In California sono state approvate nuove regole che permettono di multare direttamente i produttori di veicoli robotici in caso di infrazione.
Se la Waymo-mobile passa col rosso, la multa arriva dritta in ufficio da Alphabet. E le novità non finiscono qui. Prima di mettere in strada una nuova vettura autonoma, le aziende dovranno percorrere 50.000 miglia di test per i veicoli normali e ben 500.000 per i camion. Insomma, niente scorciatoie. La Caifornia ha deciso il pugno duro contro i robotaxi e in più vuole poterli bloccare quando intralciano i mezzi di emergenza, un problema già emerso in Texas, dove alcuni taxi Waymo hanno ostacolato un'ambulanza diretta sul luogo di una sparatoria.
Il motivo della stretta è l'aumento del tasso di incidenti in cui sono coinvolte auto autonome: tamponamenti di autobus, pedoni investiti, blocco di interi quartieri e occupazione di interi parcheggi come fossero di loro proprietà. Residenti (e vigili del fuoco) ne avevano abbastanza.
Le nuove regole scattano il 1° giugno. Chi non si adegua rischia la sospensione della certificazione in California. Un bel problema per Waymo e soci.
Ma la California non è sola in questa avventura. In tutto il mondo ci si pone la stessa domanda: chi paga quando un'auto-robot viola una norma?
Il Regno Unito è forse il più deciso; ha infatti introdotto una legge che stabilisce chiaramente che quando il sistema automatizzato è attivo è il produttore il responsabile delle infrazioni. L'umano a bordo può stare tranquillo, a meno che non ignori una richiesta di riprendere il controllo. Anche la Germania ha già un quadro normativo che consente la distribuzione commerciale di veicoli autonomi. La Francia, più pragmatica, ha semplicemente reso obbligatoria la scatola nera su tutti i veicoli a guida autonoma dal 2025; qualunque cosa succeda, i dati ci saranno.
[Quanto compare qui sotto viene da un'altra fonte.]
//! Postgres wiring shared by the catalog and inventory backends.
//!
//! ## Error Mapping
//!
//! | SQLx Error | PostgreSQL Error Code | StoreError | Scenario |
//! |------------|----------------------|------------|----------|
//! | Database (unique violation) | `23505` | `Duplicate` | Duplicate ISBN or location name |
//! | Database (foreign key violation) | `23503` | `MissingReference` | Inventory write for a deleted book/location |
//! | Database (check constraint violation) | `23514` | `Constraint` | Negative quantity reached the table |
//! | Database (other) | Any other | `Backend` | Other database errors |
//! | PoolClosed / Io / other | N/A | `Backend` | Connection failures |

pub mod filter;

use sqlx::PgPool;
use sqlx::postgres::PgPoolOptions;
use tracing::instrument;

use shelfkeep_core::Resource;

use crate::error::StoreError;

const SCHEMA: &str = include_str!("../../migrations/0001_schema.sql");

/// Open a connection pool.
#[instrument(skip(url), err)]
pub async fn connect(url: &str, max_connections: u32) -> Result<PgPool, StoreError> {
    PgPoolOptions::new()
        .max_connections(max_connections)
        .connect(url)
        .await
        .map_err(|e| map_sqlx_error("connect", e))
}

/// Create tables and indexes if they do not exist yet. Idempotent.
#[instrument(skip(pool), err)]
pub async fn apply_schema(pool: &PgPool) -> Result<(), StoreError> {
    sqlx::raw_sql(SCHEMA)
        .execute(pool)
        .await
        .map_err(|e| map_sqlx_error("apply_schema", e))?;
    Ok(())
}

/// Map a SQLx error into a [`StoreError`].
pub(crate) fn map_sqlx_error(operation: &str, err: sqlx::Error) -> StoreError {
    match err {
        sqlx::Error::Database(db_err) => {
            let msg = format!("database error in {}: {}", operation, db_err.message());
            match db_err.code().as_deref() {
                Some("23505") => StoreError::Duplicate(msg),
                Some("23503") => {
                    let resource = match db_err.constraint() {
                        Some(name) if name.contains("location") => Resource::Location,
                        _ => Resource::Book,
                    };
                    StoreError::MissingReference(resource)
                }
                Some("23514") => StoreError::Constraint(msg),
                _ => StoreError::Backend(msg),
            }
        }
        sqlx::Error::PoolClosed => {
            StoreError::Backend(format!("connection pool closed in {}", operation))
        }
        _ => StoreError::Backend(format!("sqlx error in {}: {}", operation, err)),
    }
}

/// Map a row decoding failure.
pub(crate) fn corrupt(operation: &str, err: impl core::fmt::Display) -> StoreError {
    StoreError::Corrupt(format!("failed to decode row in {}: {}", operation, err))
}

/// Signed row count as an unsigned total.
pub(crate) fn total_from(count: i64) -> u64 {
    u64::try_from(count).unwrap_or(0)
}

/// Stored versions are `BIGINT`; they never go negative.
pub(crate) fn version_from(version: i64) -> Result<u64, StoreError> {
    u64::try_from(version).map_err(|_| StoreError::Corrupt(format!("negative version {version}")))
}

pub(crate) fn version_to(version: u64) -> Result<i64, StoreError> {
    i64::try_from(version).map_err(|_| StoreError::Constraint(format!("version {version} out of range")))
}

pub(crate) fn direction_sql(direction: shelfkeep_core::Direction) -> &'static str {
    match direction {
        shelfkeep_core::Direction::Asc => " ASC",
        shelfkeep_core::Direction::Desc => " DESC",
    }
}

/// `LIMIT`/`OFFSET` values for a page request.
pub(crate) fn limit_offset<K>(
    page: &shelfkeep_core::PageRequest<K>,
) -> Result<(i64, i64), StoreError> {
    let offset = i64::try_from(page.offset())
        .map_err(|_| StoreError::Constraint(format!("page offset {} out of range", page.offset())))?;
    Ok((i64::from(page.size()), offset))
}
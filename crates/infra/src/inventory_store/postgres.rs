//! Postgres-backed inventory store.
//!
//! ## Optimistic Concurrency
//!
//! `save_entry` is a single conditional statement chosen by the expectation:
//!
//! | Expected | Statement |
//! |---|---|
//! | `Absent` | `INSERT .. ON CONFLICT DO NOTHING` |
//! | `Exact(v)` | `UPDATE .. WHERE version = v` |
//!
//! Both return the new version. No returned row means another writer got
//! there first and maps to [`StoreError::Conflict`].

use std::sync::Arc;

use async_trait::async_trait;
use sqlx::{PgPool, Postgres, QueryBuilder, Row};
use tracing::{Span, instrument};

use shelfkeep_catalog::{BookCriterion, BookRecord, BookSortKey};
use shelfkeep_core::{BookId, ExpectedVersion, Filter, LocationId, Page, PageRequest};
use shelfkeep_inventory::{InventoryEntry, InventoryKey, StockSortKey, StockedBook};

use super::r#trait::InventoryStore;
use crate::catalog::postgres::{BOOK_COLUMNS, book_from_row, book_sort_column};
use crate::error::StoreError;
use crate::postgres::filter::push_filter;
use crate::postgres::{
    corrupt, direction_sql, limit_offset, map_sqlx_error, total_from, version_from, version_to,
};

#[derive(Debug, Clone)]
pub struct PostgresInventoryStore {
    pool: Arc<PgPool>,
}

impl PostgresInventoryStore {
    pub fn new(pool: PgPool) -> Self {
        Self {
            pool: Arc::new(pool),
        }
    }

    pub fn from_shared(pool: Arc<PgPool>) -> Self {
        Self { pool }
    }
}

fn stock_sort_column(key: StockSortKey) -> &'static str {
    match key {
        StockSortKey::BookId => "b.id",
        StockSortKey::Title => book_sort_column(BookSortKey::Title),
        StockSortKey::Author => book_sort_column(BookSortKey::Author),
        StockSortKey::PublicationDate => book_sort_column(BookSortKey::PublicationDate),
        StockSortKey::Quantity => "e.quantity",
    }
}

fn push_listing_from(
    qb: &mut QueryBuilder<'_, Postgres>,
    location_id: LocationId,
    filter: &Filter<BookCriterion>,
) {
    qb.push(" FROM inventory_entries e JOIN books b ON b.id = e.book_id WHERE e.location_id = ")
        .push_bind(*location_id.as_uuid())
        .push(" AND ");
    push_filter(qb, filter);
}

#[async_trait]
impl InventoryStore for PostgresInventoryStore {
    #[instrument(
        skip(self),
        fields(book_id = %key.book_id, location_id = %key.location_id),
        err
    )]
    async fn find_entry(&self, key: InventoryKey) -> Result<Option<InventoryEntry>, StoreError> {
        let row = sqlx::query(
            r#"
            SELECT quantity, version
            FROM inventory_entries
            WHERE book_id = $1 AND location_id = $2
            "#,
        )
        .bind(key.book_id.as_uuid())
        .bind(key.location_id.as_uuid())
        .fetch_optional(&*self.pool)
        .await
        .map_err(|e| map_sqlx_error("find_entry", e))?;

        let Some(row) = row else {
            return Ok(None);
        };
        let quantity: i64 = row.try_get("quantity").map_err(|e| corrupt("find_entry", e))?;
        let version: i64 = row.try_get("version").map_err(|e| corrupt("find_entry", e))?;
        let entry = InventoryEntry::restore(key, quantity, version_from(version)?)
            .map_err(|e| corrupt("find_entry", e))?;
        Ok(Some(entry))
    }

    #[instrument(
        skip(self),
        fields(book_id = %key.book_id, location_id = %key.location_id),
        err
    )]
    async fn find_stocked_entry(
        &self,
        key: InventoryKey,
    ) -> Result<Option<(InventoryEntry, BookRecord)>, StoreError> {
        let mut qb = QueryBuilder::<Postgres>::new("SELECT ");
        qb.push(BOOK_COLUMNS)
            .push(", e.quantity, e.version FROM inventory_entries e JOIN books b ON b.id = e.book_id WHERE e.book_id = ")
            .push_bind(*key.book_id.as_uuid())
            .push(" AND e.location_id = ")
            .push_bind(*key.location_id.as_uuid());

        let row = qb
            .build()
            .fetch_optional(&*self.pool)
            .await
            .map_err(|e| map_sqlx_error("find_stocked_entry", e))?;

        let Some(row) = row else {
            return Ok(None);
        };
        let book = book_from_row("find_stocked_entry", &row)?;
        let quantity: i64 = row
            .try_get("quantity")
            .map_err(|e| corrupt("find_stocked_entry", e))?;
        let version: i64 = row
            .try_get("version")
            .map_err(|e| corrupt("find_stocked_entry", e))?;
        let entry = InventoryEntry::restore(key, quantity, version_from(version)?)
            .map_err(|e| corrupt("find_stocked_entry", e))?;
        Ok(Some((entry, book)))
    }

    #[instrument(
        skip(self, entry),
        fields(
            book_id = %entry.key().book_id,
            location_id = %entry.key().location_id,
            quantity = entry.quantity(),
            expected = ?expected
        ),
        err
    )]
    async fn save_entry(
        &self,
        entry: InventoryEntry,
        expected: ExpectedVersion,
    ) -> Result<InventoryEntry, StoreError> {
        let key = entry.key();

        let query = match expected {
            ExpectedVersion::Absent => sqlx::query_scalar::<_, i64>(
                r#"
                INSERT INTO inventory_entries (book_id, location_id, quantity, version)
                VALUES ($1, $2, $3, 1)
                ON CONFLICT (book_id, location_id) DO NOTHING
                RETURNING version
                "#,
            )
            .bind(*key.book_id.as_uuid())
            .bind(*key.location_id.as_uuid())
            .bind(entry.quantity()),
            ExpectedVersion::Exact(version) => sqlx::query_scalar::<_, i64>(
                r#"
                UPDATE inventory_entries
                SET quantity = $3, version = version + 1, updated_at = NOW()
                WHERE book_id = $1 AND location_id = $2 AND version = $4
                RETURNING version
                "#,
            )
            .bind(*key.book_id.as_uuid())
            .bind(*key.location_id.as_uuid())
            .bind(entry.quantity())
            .bind(version_to(version)?),
        };

        let version = query
            .fetch_optional(&*self.pool)
            .await
            .map_err(|e| map_sqlx_error("save_entry", e))?
            .ok_or_else(|| {
                StoreError::Conflict(format!("{key}: expected {expected:?}, row moved"))
            })?;

        Ok(entry.committed(version_from(version)?))
    }

    #[instrument(
        skip(self, filter, page),
        fields(
            location_id = %location_id,
            page = page.page(),
            size = page.size(),
            total = tracing::field::Empty
        ),
        err
    )]
    async fn find_page(
        &self,
        location_id: LocationId,
        filter: &Filter<BookCriterion>,
        page: &PageRequest<StockSortKey>,
    ) -> Result<Page<StockedBook>, StoreError> {
        let (limit, offset) = limit_offset(page)?;

        let mut count = QueryBuilder::<Postgres>::new("SELECT COUNT(*)");
        push_listing_from(&mut count, location_id, filter);
        let total: i64 = count
            .build_query_scalar::<i64>()
            .fetch_one(&*self.pool)
            .await
            .map_err(|e| map_sqlx_error("find_page", e))?;

        let mut qb = QueryBuilder::<Postgres>::new("SELECT ");
        qb.push(BOOK_COLUMNS).push(", e.quantity");
        push_listing_from(&mut qb, location_id, filter);
        qb.push(" ORDER BY ");
        if let Some(sort) = page.sort() {
            qb.push(stock_sort_column(sort.key))
                .push(direction_sql(sort.direction))
                .push(", ");
        }
        qb.push("b.id ASC LIMIT ")
            .push_bind(limit)
            .push(" OFFSET ")
            .push_bind(offset);

        let rows = qb
            .build()
            .fetch_all(&*self.pool)
            .await
            .map_err(|e| map_sqlx_error("find_page", e))?;

        let mut items = Vec::with_capacity(rows.len());
        for row in &rows {
            let book = book_from_row("find_page", row)?;
            let quantity: i64 = row.try_get("quantity").map_err(|e| corrupt("find_page", e))?;
            items.push(StockedBook { book, quantity });
        }

        Span::current().record("total", total);
        Ok(Page {
            items,
            page: page.page(),
            size: page.size(),
            total: total_from(total),
        })
    }

    #[instrument(skip(self), fields(book_id = %book_id), err)]
    async fn remove_book(&self, book_id: BookId) -> Result<u64, StoreError> {
        let result = sqlx::query("DELETE FROM inventory_entries WHERE book_id = $1")
            .bind(book_id.as_uuid())
            .execute(&*self.pool)
            .await
            .map_err(|e| map_sqlx_error("remove_book", e))?;
        Ok(result.rows_affected())
    }

    #[instrument(skip(self), fields(location_id = %location_id), err)]
    async fn remove_location(&self, location_id: LocationId) -> Result<u64, StoreError> {
        let result = sqlx::query("DELETE FROM inventory_entries WHERE location_id = $1")
            .bind(location_id.as_uuid())
            .execute(&*self.pool)
            .await
            .map_err(|e| map_sqlx_error("remove_location", e))?;
        Ok(result.rows_affected())
    }
}
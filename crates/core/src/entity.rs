//! Entity trait: identity + continuity across state changes.

/// Entity marker + minimal interface.
///
/// Books, locations and inventory entries are all entities: two records with
/// the same identifier are the same record, whatever their attributes say.
pub trait Entity {
    /// Strongly-typed entity identifier.
    type Id: Clone + Eq + core::hash::Hash + core::fmt::Debug;

    /// Returns the entity identifier.
    fn id(&self) -> &Self::Id;
}
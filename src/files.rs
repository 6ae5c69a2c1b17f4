use std::io::ErrorKind;
use std::path::{Path, PathBuf};

use tokio::{fs, sync::mpsc};
use uuid::Uuid;

pub const MAX_IMAGE_BYTES: usize = 5 * 1024 * 1024; // 5MB
pub const MAX_VIDEO_BYTES: usize = 50 * 1024 * 1024; // 50MB

/// Almacén de archivos subidos. Guarda bajo `dir` con nombres únicos y
/// borra en segundo plano: las bajas se encolan y un worker las procesa
/// sin bloquear la petición ni revertirla si algo falla.
#[derive(Clone)]
pub struct FileStore {
    dir: PathBuf,
    deletions: mpsc::UnboundedSender<PathBuf>,
}

impl FileStore {
    pub async fn new(dir: impl Into<PathBuf>) -> std::io::Result<Self> {
        let dir = dir.into();
        fs::create_dir_all(&dir).await?;

        let (tx, rx) = mpsc::unbounded_channel();
        tokio::spawn(deletion_worker(rx));

        Ok(Self { dir, deletions: tx })
    }

    /// Guarda `data` con un nombre único y devuelve la ruta que se persiste
    /// en la base de datos (ej: "uploads/550e8400-....jpg").
    pub async fn save(&self, original_name: &str, data: &[u8]) -> std::io::Result<String> {
        let extension = Path::new(original_name)
            .extension()
            .and_then(|ext| ext.to_str())
            .unwrap_or("bin");

        let filename = format!("{}.{}", Uuid::new_v4(), extension);
        let path = self.dir.join(filename);

        fs::write(&path, data).await?;
        Ok(path.to_string_lossy().into_owned())
    }

    /// Encola rutas para borrar. Nunca falla hacia el caller: si el worker
    /// murió solo queda constancia en el log.
    pub fn schedule_delete<I>(&self, paths: I)
    where
        I: IntoIterator<Item = String>,
    {
        for path in paths {
            if self.deletions.send(PathBuf::from(&path)).is_err() {
                tracing::warn!("Worker de borrado caído, no se pudo encolar {path}");
            }
        }
    }
}

/// Borra un archivo tolerando que ya no exista.
pub async fn remove_file(path: &Path) -> std::io::Result<()> {
    match fs::remove_file(path).await {
        Ok(()) => Ok(()),
        Err(e) if e.kind() == ErrorKind::NotFound => Ok(()),
        Err(e) => Err(e),
    }
}

async fn deletion_worker(mut rx: mpsc::UnboundedReceiver<PathBuf>) {
    while let Some(path) = rx.recv().await {
        if let Err(e) = remove_file(&path).await {
            tracing::warn!("No se pudo borrar {}: {}", path.display(), e);
        }
    }
}

#[cfg(test)]
mod tests {
    use super::*;
    use std::time::Duration;

    #[tokio::test]
    async fn save_genera_nombres_unicos_con_extension() {
        let tmp = tempfile::tempdir().unwrap();
        let store = FileStore::new(tmp.path().join("uploads")).await.unwrap();

        let a = store.save("foto.jpg", b"abc").await.unwrap();
        let b = store.save("foto.jpg", b"def").await.unwrap();

        assert_ne!(a, b);
        assert!(a.ends_with(".jpg"));
        assert!(Path::new(&a).exists());
        assert!(Path::new(&b).exists());
    }

    #[tokio::test]
    async fn save_sin_extension_usa_bin() {
        let tmp = tempfile::tempdir().unwrap();
        let store = FileStore::new(tmp.path().join("uploads")).await.unwrap();

        let path = store.save("loquesea", b"x").await.unwrap();
        assert!(path.ends_with(".bin"));
    }

    #[tokio::test]
    async fn remove_file_tolera_rutas_inexistentes() {
        assert!(remove_file(Path::new("no/existe/nada.jpg")).await.is_ok());
    }

    #[tokio::test]
    async fn el_worker_borra_lo_encolado() {
        let tmp = tempfile::tempdir().unwrap();
        let store = FileStore::new(tmp.path().join("uploads")).await.unwrap();
        let path = store.save("adios.png", b"bytes").await.unwrap();

        store.schedule_delete([path.clone()]);

        for _ in 0..200 {
            if !Path::new(&path).exists() {
                return;
            }
            tokio::time::sleep(Duration::from_millis(10)).await;
        }
        panic!("el worker no borró {path}");
    }
}
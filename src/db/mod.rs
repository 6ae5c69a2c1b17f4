use sqlx::{postgres::PgPoolOptions, Pool, Postgres};

use crate::config::Config;

// Alias para no repetir "Pool<Postgres>" por todos lados
pub type DbPool = Pool<Postgres>;

/// Crea el pool de conexiones. La URL viene de la configuración inyectada,
/// no de una variable global.
pub async fn connect(config: &Config) -> Result<DbPool, sqlx::Error> {
    PgPoolOptions::new()
        .max_connections(5)
        .connect(&config.database_url)
        .await
}
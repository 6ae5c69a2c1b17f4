use argon2::{
    password_hash::{rand_core::OsRng, PasswordHash, PasswordHasher, PasswordVerifier, SaltString},
    Argon2,
};

/// Hashea con Argon2 y sal aleatoria. Se usa al dar de alta usuarios
/// desde los scripts de seed.
pub fn hash_password(password: &str) -> Result<String, argon2::password_hash::Error> {
    let salt = SaltString::generate(&mut OsRng);
    Ok(Argon2::default()
        .hash_password(password.as_bytes(), &salt)?
        .to_string())
}

/// Comparación en tiempo constante contra el hash guardado.
/// Un hash corrupto en la base de datos cuenta como credencial inválida.
pub fn verify_password(password: &str, stored_hash: &str) -> bool {
    let Ok(parsed) = PasswordHash::new(stored_hash) else {
        return false;
    };

    Argon2::default()
        .verify_password(password.as_bytes(), &parsed)
        .is_ok()
}

#[cfg(test)]
mod tests {
    use super::*;

    #[test]
    fn la_contrasena_correcta_verifica() {
        let hash = hash_password("hunter2").unwrap();
        assert!(verify_password("hunter2", &hash));
        assert!(!verify_password("hunter3", &hash));
    }

    #[test]
    fn un_hash_corrupto_no_verifica() {
        assert!(!verify_password("hunter2", "esto-no-es-un-hash"));
    }
}
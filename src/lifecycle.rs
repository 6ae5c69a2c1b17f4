//! Ciclo de vida de una noticia y su media: las dos filas se crean,
//! reescriben y borran como una sola unidad, y los archivos huérfanos
//! se reclaman fuera del camino crítico.

use crate::db::DbPool;
use crate::error::ApiError;
use crate::files::FileStore;
use crate::models::news::Article;
use crate::query;
use crate::reconcile::reconcile;

/// Campos escalares de una noticia, ya parseados del formulario.
#[derive(Debug)]
pub struct ArticleInput {
    pub title: String,
    pub content: String,
    pub author: String,
    pub province: String,
    pub tags: Vec<String>,
    pub category_id: i32,
}

/// Qué hacer con los archivos al editar: qué rutas viejas conservar
/// y qué subidas nuevas anexar.
#[derive(Debug, Default)]
pub struct MediaEdit {
    pub keep_images: Vec<String>,
    pub keep_videos: Vec<String>,
    pub new_images: Vec<String>,
    pub new_videos: Vec<String>,
}

/// Crea la noticia y su registro de media en una transacción: si falla la
/// segunda inserción no queda una noticia sin su mitad de media.
pub async fn create_article(
    pool: &DbPool,
    input: ArticleInput,
    images: Vec<String>,
    videos: Vec<String>,
) -> Result<Article, ApiError> {
    let mut tx = pool.begin().await?;

    let news_id: i32 = sqlx::query_scalar(
        "INSERT INTO news (title, content, author, province, tags, category_id) \
         VALUES ($1, $2, $3, $4, $5, $6) RETURNING id",
    )
    .bind(&input.title)
    .bind(&input.content)
    .bind(&input.author)
    .bind(&input.province)
    .bind(&input.tags)
    .bind(input.category_id)
    .fetch_one(&mut *tx)
    .await?;

    sqlx::query("INSERT INTO media (images, videos, news_id) VALUES ($1, $2, $3)")
        .bind(&images)
        .bind(&videos)
        .bind(news_id)
        .execute(&mut *tx)
        .await?;

    tx.commit().await?;

    query::fetch_article(pool, news_id)
        .await?
        .ok_or(ApiError::NotFound("News not found"))
}

/// Reescribe los campos de la noticia y concilia sus archivos.
///
/// La conciliación se calcula sobre el snapshot previo de media; el borrado
/// de archivos se encola después de confirmar la transacción y nunca
/// bloquea ni revierte la escritura en la base de datos.
pub async fn update_article(
    pool: &DbPool,
    files: &FileStore,
    news_id: i32,
    input: ArticleInput,
    edit: MediaEdit,
) -> Result<Article, ApiError> {
    // Snapshot previo; también confirma que la noticia existe
    let current: Option<(Vec<String>, Vec<String>)> = sqlx::query_as(
        "SELECT m.images, m.videos FROM news n \
         JOIN media m ON m.news_id = n.id WHERE n.id = $1",
    )
    .bind(news_id)
    .fetch_optional(pool)
    .await?;

    let Some((current_images, current_videos)) = current else {
        return Err(ApiError::NotFound("News not found"));
    };

    let images = reconcile(&current_images, &edit.keep_images, &edit.new_images);
    let videos = reconcile(&current_videos, &edit.keep_videos, &edit.new_videos);

    let mut tx = pool.begin().await?;

    // El cliente reenvía el estado completo: todos los campos se pisan
    sqlx::query(
        "UPDATE news SET title = $1, content = $2, author = $3, province = $4, \
         tags = $5, category_id = $6 WHERE id = $7",
    )
    .bind(&input.title)
    .bind(&input.content)
    .bind(&input.author)
    .bind(&input.province)
    .bind(&input.tags)
    .bind(input.category_id)
    .bind(news_id)
    .execute(&mut *tx)
    .await?;

    sqlx::query("UPDATE media SET images = $1, videos = $2 WHERE news_id = $3")
        .bind(&images.kept)
        .bind(&videos.kept)
        .bind(news_id)
        .execute(&mut *tx)
        .await?;

    tx.commit().await?;

    // Solo se borran rutas que venían de la base de datos
    files.schedule_delete(images.removed);
    files.schedule_delete(videos.removed);

    query::fetch_article(pool, news_id)
        .await?
        .ok_or(ApiError::NotFound("News not found"))
}

/// Borra la noticia, su media y todos los archivos referenciados.
/// Con un id inexistente devuelve NotFound sin tocar el disco.
pub async fn delete_article(
    pool: &DbPool,
    files: &FileStore,
    news_id: i32,
) -> Result<(), ApiError> {
    // LEFT JOIN: una noticia sin media (estado inconsistente) también se borra
    let row: Option<(Option<Vec<String>>, Option<Vec<String>>)> = sqlx::query_as(
        "SELECT m.images, m.videos FROM news n \
         LEFT JOIN media m ON m.news_id = n.id WHERE n.id = $1",
    )
    .bind(news_id)
    .fetch_optional(pool)
    .await?;

    let Some((images, videos)) = row else {
        return Err(ApiError::NotFound("News not found"));
    };

    // Primero media, después news, por la clave foránea
    let mut tx = pool.begin().await?;
    sqlx::query("DELETE FROM media WHERE news_id = $1")
        .bind(news_id)
        .execute(&mut *tx)
        .await?;
    sqlx::query("DELETE FROM news WHERE id = $1")
        .bind(news_id)
        .execute(&mut *tx)
        .await?;
    tx.commit().await?;

    files.schedule_delete(images.unwrap_or_default());
    files.schedule_delete(videos.unwrap_or_default());

    Ok(())
}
In Asia sembra ci si preoccupi più della diffusione che della reprimenda: in Cina nascono zone pilota in oltre 20 città (tra cui Pechino e Shanghai) con l'obiettivo del 30% di nuovi veicoli autonoma. Da aprile 2025 sono però vietati gli aggiornamenti software online senza il via libera delle autorità. E la Corea del Sud ha investito oltre un miliardo di dollari per portare i taxi autonomi sulle strade, con test già attivi sulle autostrade.
Infine c'è l'ONU, che dopo dieci anni di lavori ha finalmente approvato un Regolamento Tecnico Globale, chiedendo ai produttori di gestire la sicurezza lungo l'intero ciclo di vita del veicolo, con audit periodici interni ed esterni. Dieci anni per mettersi d'accordo.
Il quadro globale è chiaro: la tecnologia corre più veloce delle leggi, e i governi di tutto il mondo stanno cercando di non restare a piedi. La California ha solo alzato la voce per prima.